• **What the task requires**:
Type every record exactly as it appears.
────────
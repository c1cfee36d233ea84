use thiserror::Error;

/// Pipeline stage a failure originated from.
#[derive(Clone, Copy, Debug, PartialEq, Eq)]
pub enum Stage {
    Configuring,
    Serializing,
    Encoding,
    Sealing,
    Unsealing,
    Decoding,
    Deserializing,
    Routing,
}

/// Invalid or unusable configuration. Fatal at construction time.
#[derive(Debug, Error)]
pub enum ConfigError {
    #[error("invalid threshold: need 1 <= k <= n, got k={min_partitions}, n={max_partitions}")]
    InvalidThreshold {
        max_partitions: usize,
        min_partitions: usize,
    },

    #[error("at most {max} partitions are addressable, got {requested}")]
    TooManyPartitions { requested: usize, max: usize },

    #[error("keyspace size must be positive")]
    InvalidKeyspace,

    #[error("hash algorithm `{0}` is not available")]
    HashUnavailable(String),

    #[error("invalid {name}: {reason}")]
    InvalidKeyMaterial { name: &'static str, reason: String },

    #[error("unable to read configuration: {0}")]
    Io(#[from] std::io::Error),

    #[error("unable to parse configuration: {0}")]
    Parse(#[from] serde_json::Error),
}

/// Threshold codec failure. Recoverable by supplying more or different partitions.
#[derive(Debug, Error, PartialEq, Eq)]
pub enum CodecError {
    #[error("insufficient fragments: have {have}, need {need}")]
    InsufficientFragments { have: usize, need: usize },

    #[error("partition index {index} outside 1..={max}")]
    CorruptFragment { index: u8, max: usize },

    #[error("partitions from {generations} different encodings each meet the threshold")]
    MixedGenerations { generations: usize },

    #[error("reconstructed stream does not match its generation tag")]
    IntegrityMismatch,

    #[error("malformed partition {index}: {reason}")]
    MalformedPartition { index: u8, reason: &'static str },
}

/// Per-partition sealing failure.
#[derive(Debug, Error, Clone, PartialEq, Eq)]
pub enum CryptoError {
    #[error("unable to seal partition {index}")]
    SealFailure { index: u8 },

    #[error("unable to unseal partition {index}: {reason}")]
    UnsealFailure { index: u8, reason: &'static str },
}

impl CryptoError {
    pub fn index(&self) -> u8 {
        match self {
            CryptoError::SealFailure { index } | CryptoError::UnsealFailure { index, .. } => *index,
        }
    }
}

/// Resource encoding failure. Fatal for the operation it occurred in.
#[derive(Debug, Error)]
pub enum SerializationError {
    #[error("unable to serialize resource: {0}")]
    Encode(#[source] serde_json::Error),

    #[error("reconstructed bytes are not a valid resource: {0}")]
    Decode(#[source] serde_json::Error),

    #[error("stream of {len} bytes is shorter than the {padding} byte padding")]
    TruncatedStream { len: usize, padding: usize },
}

/// Failures of the node directory collaborator.
#[derive(Debug, Error, Clone, PartialEq, Eq)]
pub enum NodeError {
    #[error("no candidate node available")]
    NoNodesAvailable,

    #[error("node {node} is unreachable")]
    Unreachable { node: String },

    #[error("no placements recorded for resource `{0}`")]
    UnknownResource(String),
}

/// Canonical error type returned by the tracker pipeline.
#[derive(Debug, Error)]
pub enum TrackerError {
    #[error(transparent)]
    Config(#[from] ConfigError),

    #[error(transparent)]
    Codec(#[from] CodecError),

    #[error(transparent)]
    Crypto(#[from] CryptoError),

    #[error(transparent)]
    Serialization(#[from] SerializationError),

    #[error(transparent)]
    Node(#[from] NodeError),

    /// Some partitions failed to unseal and the survivors could not be decoded.
    #[error("reassembly failed after rejecting {} partition(s): {cause}", rejected.len())]
    Reassembly {
        rejected: Vec<CryptoError>,
        #[source]
        cause: CodecError,
    },
}

impl TrackerError {
    pub fn stage(&self) -> Stage {
        match self {
            TrackerError::Config(_) => Stage::Configuring,
            TrackerError::Codec(_) | TrackerError::Reassembly { .. } => Stage::Decoding,
            TrackerError::Crypto(CryptoError::SealFailure { .. }) => Stage::Sealing,
            TrackerError::Crypto(CryptoError::UnsealFailure { .. }) => Stage::Unsealing,
            TrackerError::Serialization(SerializationError::Encode(_)) => Stage::Serializing,
            TrackerError::Serialization(_) => Stage::Deserializing,
            TrackerError::Node(_) => Stage::Routing,
        }
    }

    /// Whether fetching more or different partitions could succeed.
    pub fn is_recoverable(&self) -> bool {
        matches!(
            self,
            TrackerError::Codec(_)
                | TrackerError::Crypto(CryptoError::UnsealFailure { .. })
                | TrackerError::Reassembly { .. }
                | TrackerError::Node(NodeError::Unreachable { .. })
        )
    }
}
────────
• **Exercise output**:
repository c1cfee36d233ea84
use thiserror::Error;

/// Pipeline stage a failure originated from.
#[derive(Clone, Copy, Debug, PartialEq, Eq)]
pub enum Stage {
    Configuring,
    Serializing,
    Encoding,
    Sealing,
    Unsealing,
    Decoding,
    Deserializing,
    Routing,
}

/// Invalid or unusable configuration. Fatal at construction time.
#[derive(Debug, Error)]
pub enum ConfigError {
    #[error("invalid threshold: need 1 <= k <= n, got k={min_partitions}, n={max_partitions}")]
    InvalidThreshold {
        max_partitions: usize,
        min_partitions: usize,
    },

    #[error("at most {max} partitions are addressable, got {requested}")]
    TooManyPartitions { requested: usize, max: usize },

    #[error("keyspace size must be positive")]
    InvalidKeyspace,

    #[error("hash algorithm `{0}` is not available")]
    HashUnavailable(String),

    #[error("invalid {name}: {reason}")]
    InvalidKeyMaterial { name: &'static str, reason: String },

    #[error("unable to read configuration: {0}")]
    Io(#[from] std::io::Error),

    #[error("unable to parse configuration: {0}")]
    Parse(#[from] serde_json::Error),
}

/// Threshold codec failure. Recoverable by supplying more or different partitions.
#[derive(Debug, Error, PartialEq, Eq)]
pub enum CodecError {
    #[error("insufficient fragments: have {have}, need {need}")]
    InsufficientFragments { have: usize, need: usize },

    #[error("partition index {index} outside 1..={max}")]
    CorruptFragment { index: u8, max: usize },

    #[error("partitions from {generations} different encodings each meet the threshold")]
    MixedGenerations { generations: usize },

    #[error("reconstructed stream does not match its generation tag")]
    IntegrityMismatch,

    #[error("malformed partition {index}: {reason}")]
    MalformedPartition { index: u8, reason: &'static str },
}

/// Per-partition sealing failure.
#[derive(Debug, Error, Clone, PartialEq, Eq)]
pub enum CryptoError {
    #[error("unable to seal partition {index}")]
    SealFailure { index: u8 },

    #[error("unable to unseal partition {index}: {reason}")]
    UnsealFailure { index: u8, reason: &'static str },
}

impl CryptoError {
    pub fn index(&self) -> u8 {
        match self {
            CryptoError::SealFailure { index } | CryptoError::UnsealFailure { index, .. } => *index,
        }
    }
}

/// Resource encoding failure. Fatal for the operation it occurred in.
#[derive(Debug, Error)]
pub enum SerializationError {
    #[error("unable to serialize resource: {0}")]
    Encode(#[source] serde_json::Error),

    #[error("reconstructed bytes are not a valid resource: {0}")]
    Decode(#[source] serde_json::Error),

    #[error("stream of {len} bytes is shorter than the {padding} byte padding")]
    TruncatedStream { len: usize, padding: usize },
}

/// Failures of the node directory collaborator.
#[derive(Debug, Error, Clone, PartialEq, Eq)]
pub enum NodeError {
    #[error("no candidate node available")]
    NoNodesAvailable,

    #[error("node {node} is unreachable")]
    Unreachable { node: String },

    #[error("no placements recorded for resource `{0}`")]
    UnknownResource(String),
}

/// Canonical error type returned by the tracker pipeline.
#[derive(Debug, Error)]
pub enum TrackerError {
    #[error(transparent)]
    Config(#[from] ConfigError),

    #[error(transparent)]
    Codec(#[from] CodecError),

    #[error(transparent)]
    Crypto(#[from] CryptoError),

    #[error(transparent)]
    Serialization(#[from] SerializationError),

    #[error(transparent)]
    Node(#[from] NodeError),

    /// Some partitions failed to unseal and the survivors could not be decoded.
    #[error("reassembly failed after rejecting {} partition(s): {cause}", rejected.len())]
    Reassembly {
        rejected: Vec<CryptoError>,
        #[source]
        cause: CodecError,
    },
}

impl TrackerError {
    pub fn stage(&self) -> Stage {
        match self {
            TrackerError::Config(_) => Stage::Configuring,
            TrackerError::Codec(_) | TrackerError::Reassembly { .. } => Stage::Decoding,
            TrackerError::Crypto(CryptoError::SealFailure { .. }) => Stage::Sealing,
            TrackerError::Crypto(CryptoError::UnsealFailure { .. }) => Stage::Unsealing,
            TrackerError::Serialization(SerializationError::Encode(_)) => Stage::Serializing,
            TrackerError::Serialization(_) => Stage::Deserializing,
            TrackerError::Node(_) => Stage::Routing,
        }
    }

    /// Whether fetching more or different partitions could succeed.
    pub fn is_recoverable(&self) -> bool {
        matches!(
            self,
            TrackerError::Codec(_)
                | TrackerError::Crypto(CryptoError::UnsealFailure { .. })
                | TrackerError::Reassembly { .. }
                | TrackerError::Node(NodeError::Unreachable { .. })
        )
    }
}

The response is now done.